According to our data, animals with AiA displayed signs of simultaneous muscle wasting and repair. The myonuclear expansion observed in arthritic rabbits is an anatomical marker of muscle growth and regeneration42. Indeed, myonuclei number has been shown to increase after sarcopenic challenge in rats43. Increased Pax7 protein expression alongside greater Pax7 immunoreactivity in AiA rabbits suggests that satellite cell proliferation is responsible for a proportion of the increased myonuclear mass.
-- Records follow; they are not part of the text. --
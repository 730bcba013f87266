//! Ticket storage trait and types.

use std::path::PathBuf;

use thiserror::Error;

use crate::ticket::Ticket;

/// Error type for ticket operations.
#[derive(Debug, Error)]
pub enum TicketError {
    /// No ticket carries the requested id.
    #[error("Ticket not found: {0}")]
    NotFound(u64),

    /// The ticket file exists but cannot be understood.
    #[error("Ticket file {path:?} is corrupted: {reason}")]
    Corrupted { path: PathBuf, reason: String },

    /// Reading or writing the ticket file failed.
    #[error("Storage error: {0}")]
    Storage(String),
}

/// Request to create a new ticket.
#[derive(Debug, Clone)]
pub struct CreateTicketRequest {
    /// Short summary.
    pub title: String,
    /// Free-form details.
    pub description: String,
}

impl CreateTicketRequest {
    pub fn new(title: impl Into<String>, description: impl Into<String>) -> Self {
        Self {
            title: title.into(),
            description: description.into(),
        }
    }
}

/// Trait for ticket storage backends.
///
/// Every mutating call has reached durable storage by the time it returns `Ok`.
pub trait TicketStore: Send + Sync {
    /// Create a new open ticket with the next id.
    fn create(&self, request: CreateTicketRequest) -> Result<Ticket, TicketError>;

    /// Get a ticket by id.
    fn get(&self, id: u64) -> Result<Ticket, TicketError>;

    /// List all tickets in insertion order.
    fn list(&self) -> Result<Vec<Ticket>, TicketError>;

    /// Permanently delete a ticket.
    /// Returns the deleted ticket if found.
    fn delete(&self, id: u64) -> Result<Ticket, TicketError>;
}
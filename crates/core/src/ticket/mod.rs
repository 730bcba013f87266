//! Ticket system for tracking support requests.

mod json_store;
mod store;
mod types;

pub use json_store::JsonTicketStore;
pub use store::{CreateTicketRequest, TicketError, TicketStore};
pub use types::{parse_timestamp, Ticket, DEFAULT_STATUS};
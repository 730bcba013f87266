//! Prometheus metrics for the ticket store.

use once_cell::sync::Lazy;
use prometheus::{Histogram, HistogramOpts, IntCounter};

/// Time spent rewriting the ticket file.
pub static STORE_PERSIST_DURATION: Lazy<Histogram> = Lazy::new(|| {
    Histogram::with_opts(
        HistogramOpts::new(
            "ticketdesk_store_persist_duration_seconds",
            "Duration of full ticket file rewrites",
        )
        .buckets(vec![0.0005, 0.001, 0.005, 0.01, 0.025, 0.05, 0.1, 0.5, 1.0]),
    )
    .expect("valid metric definition")
});

/// Ticket file rewrites that failed.
pub static STORE_PERSIST_FAILURES: Lazy<IntCounter> = Lazy::new(|| {
    IntCounter::new(
        "ticketdesk_store_persist_failures_total",
        "Total failed ticket file rewrites",
    )
    .expect("valid metric definition")
});

/// Get all core metrics for registration in a registry.
pub fn all_metrics() -> Vec<Box<dyn prometheus::core::Collector>> {
    vec![
        Box::new(STORE_PERSIST_DURATION.clone()),
        Box::new(STORE_PERSIST_FAILURES.clone()),
    ]
}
In the presence of myogenic regulatory factors, Pax7-expressing satellite cells have the ability to self-renew, differentiate and fuse in order to repair injured skeletal muscle44. In line with experimental arthritis in other species13, 45, our model of AiA demonstrated elevated MyoD and myogenin, although contradictory results have been published34. Increased MyoD enables satellite cell proliferation and up-regulation of myogenin thereby facilitating myoblast differentiation and muscle regeneration32, 46. Our finding of equivalent Myf5 protein expression between groups may reflect the non-obligatory and transient expression of Myf5 in adult myogenesis47.

We propose that the reduced myostatin and pSTAT3 expression from AiA rabbits may contribute to the observed myonuclear expansion and increased Pax730, 48. In addition to promoting cellular and particularly satellite cell expansion, the decreased pSTAT3 expression in the AiA group may have ameliorated UPS-mediated proteolysis. While IL-6 mRNA was equivalent in both groups, decreased expression of its downstream intracellular effector may decrease atrogin-1 expression and down-regulate the acute phase response, thereby addressing the proportion of sarcopenia that is driven by inflammation25, 49.
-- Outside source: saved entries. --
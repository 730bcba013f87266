//! Prometheus metrics for observability.
//!
//! HTTP request metrics plus ticket counters; store-level metrics come from
//! `ticketdesk_core::metrics` and are registered into the same registry.

use once_cell::sync::Lazy;
use prometheus::{
    self, Encoder, HistogramOpts, HistogramVec, IntCounter, IntCounterVec, IntGauge, Opts,
    Registry, TextEncoder,
};
use regex_lite::Regex;
use tracing::{error, warn};

use crate::state::AppState;

/// Global metrics registry.
pub static REGISTRY: Lazy<Registry> = Lazy::new(|| {
    let registry = Registry::new();
    register_metrics(&registry);
    registry
});

// =============================================================================
// HTTP Request Metrics
// =============================================================================

/// HTTP request duration in seconds.
pub static HTTP_REQUEST_DURATION: Lazy<HistogramVec> = Lazy::new(|| {
    HistogramVec::new(
        HistogramOpts::new(
            "ticketdesk_http_request_duration_seconds",
            "HTTP request duration in seconds",
        )
        .buckets(vec![
            0.001, 0.005, 0.01, 0.025, 0.05, 0.1, 0.25, 0.5, 1.0, 2.5, 5.0,
        ]),
        &["method", "path", "status"],
    )
    .expect("valid metric definition")
});

/// HTTP requests total count.
pub static HTTP_REQUESTS_TOTAL: Lazy<IntCounterVec> = Lazy::new(|| {
    IntCounterVec::new(
        Opts::new("ticketdesk_http_requests_total", "Total HTTP requests"),
        &["method", "path", "status"],
    )
    .expect("valid metric definition")
});

/// HTTP requests currently in flight.
pub static HTTP_REQUESTS_IN_FLIGHT: Lazy<IntGauge> = Lazy::new(|| {
    IntGauge::new(
        "ticketdesk_http_requests_in_flight",
        "Number of HTTP requests currently being processed",
    )
    .expect("valid metric definition")
});

// =============================================================================
// Ticket Metrics
// =============================================================================

/// Tickets created total.
pub static TICKETS_CREATED_TOTAL: Lazy<IntCounter> = Lazy::new(|| {
    IntCounter::new(
        "ticketdesk_tickets_created_total",
        "Total tickets created since startup",
    )
    .expect("valid metric definition")
});

/// Tickets deleted total.
pub static TICKETS_DELETED_TOTAL: Lazy<IntCounter> = Lazy::new(|| {
    IntCounter::new(
        "ticketdesk_tickets_deleted_total",
        "Total tickets deleted since startup",
    )
    .expect("valid metric definition")
});

/// Tickets currently stored (collected dynamically).
pub static TICKETS_STORED: Lazy<IntGauge> = Lazy::new(|| {
    IntGauge::new("ticketdesk_tickets_stored", "Current number of stored tickets")
        .expect("valid metric definition")
});

// =============================================================================
// Registration
// =============================================================================

fn register_metrics(registry: &Registry) {
    let metrics: Vec<Box<dyn prometheus::core::Collector>> = vec![
        // HTTP
        Box::new(HTTP_REQUEST_DURATION.clone()),
        Box::new(HTTP_REQUESTS_TOTAL.clone()),
        Box::new(HTTP_REQUESTS_IN_FLIGHT.clone()),
        // Tickets
        Box::new(TICKETS_CREATED_TOTAL.clone()),
        Box::new(TICKETS_DELETED_TOTAL.clone()),
        Box::new(TICKETS_STORED.clone()),
    ];

    // Core metrics (ticket store persistence)
    for metric in metrics
        .into_iter()
        .chain(ticketdesk_core::metrics::all_metrics())
    {
        if let Err(e) = registry.register(metric) {
            warn!("Failed to register metric: {}", e);
        }
    }
}

/// Encode all metrics as Prometheus text format.
pub fn encode_metrics() -> String {
    let encoder = TextEncoder::new();
    let metric_families = REGISTRY.gather();
    let mut buffer = Vec::new();
    if let Err(e) = encoder.encode(&metric_families, &mut buffer) {
        error!("Failed to encode metrics: {}", e);
        return String::new();
    }
    String::from_utf8(buffer).unwrap_or_default()
}

/// Collect dynamic metrics from current application state.
pub fn collect_dynamic_metrics(state: &AppState) {
    if let Ok(tickets) = state.ticket_store().list() {
        TICKETS_STORED.set(tickets.len() as i64);
    }
}

static NUMERIC_SEGMENT: Lazy<Regex> =
    Lazy::new(|| Regex::new(r"/\d+(/|$)").expect("valid path regex"));

/// Normalize a path for metric labels (replace ticket ids with placeholders).
pub fn normalize_path(path: &str) -> String {
    NUMERIC_SEGMENT.replace_all(path, "/{id}$1").to_string()
}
Perhaps the most striking marker of anabolic compensation in our model is reduced myostatin expression across multiple sites. Myostatin negatively regulates multiple aspects of skeletal muscle homeostasis, primarily via decreased myogenesis22, 23, 50. Despite involvement in the muscular wasting associated with cancer51, congestive heart failure52 and chronic obstructive pulmonary disease53, a role for myostatin in RC has not been consistently demonstrated. While Dankbar et al. recently demonstrated elevated myostatin expression in synovial membranes of patients with RA, it is not known whether these patients were also affected by RC54. Furthermore, of the seven previous models of inflammatory arthritis that we found in the literature, only three reported increased myostatin mRNA or protein36, 45, 54. A number of the conflicting reports may originate from myostatin mRNA-protein discordance. However, concordance between myostatin mRNA and protein expression from skeletal muscle in our model suggests a true reduction in myostatin secretion.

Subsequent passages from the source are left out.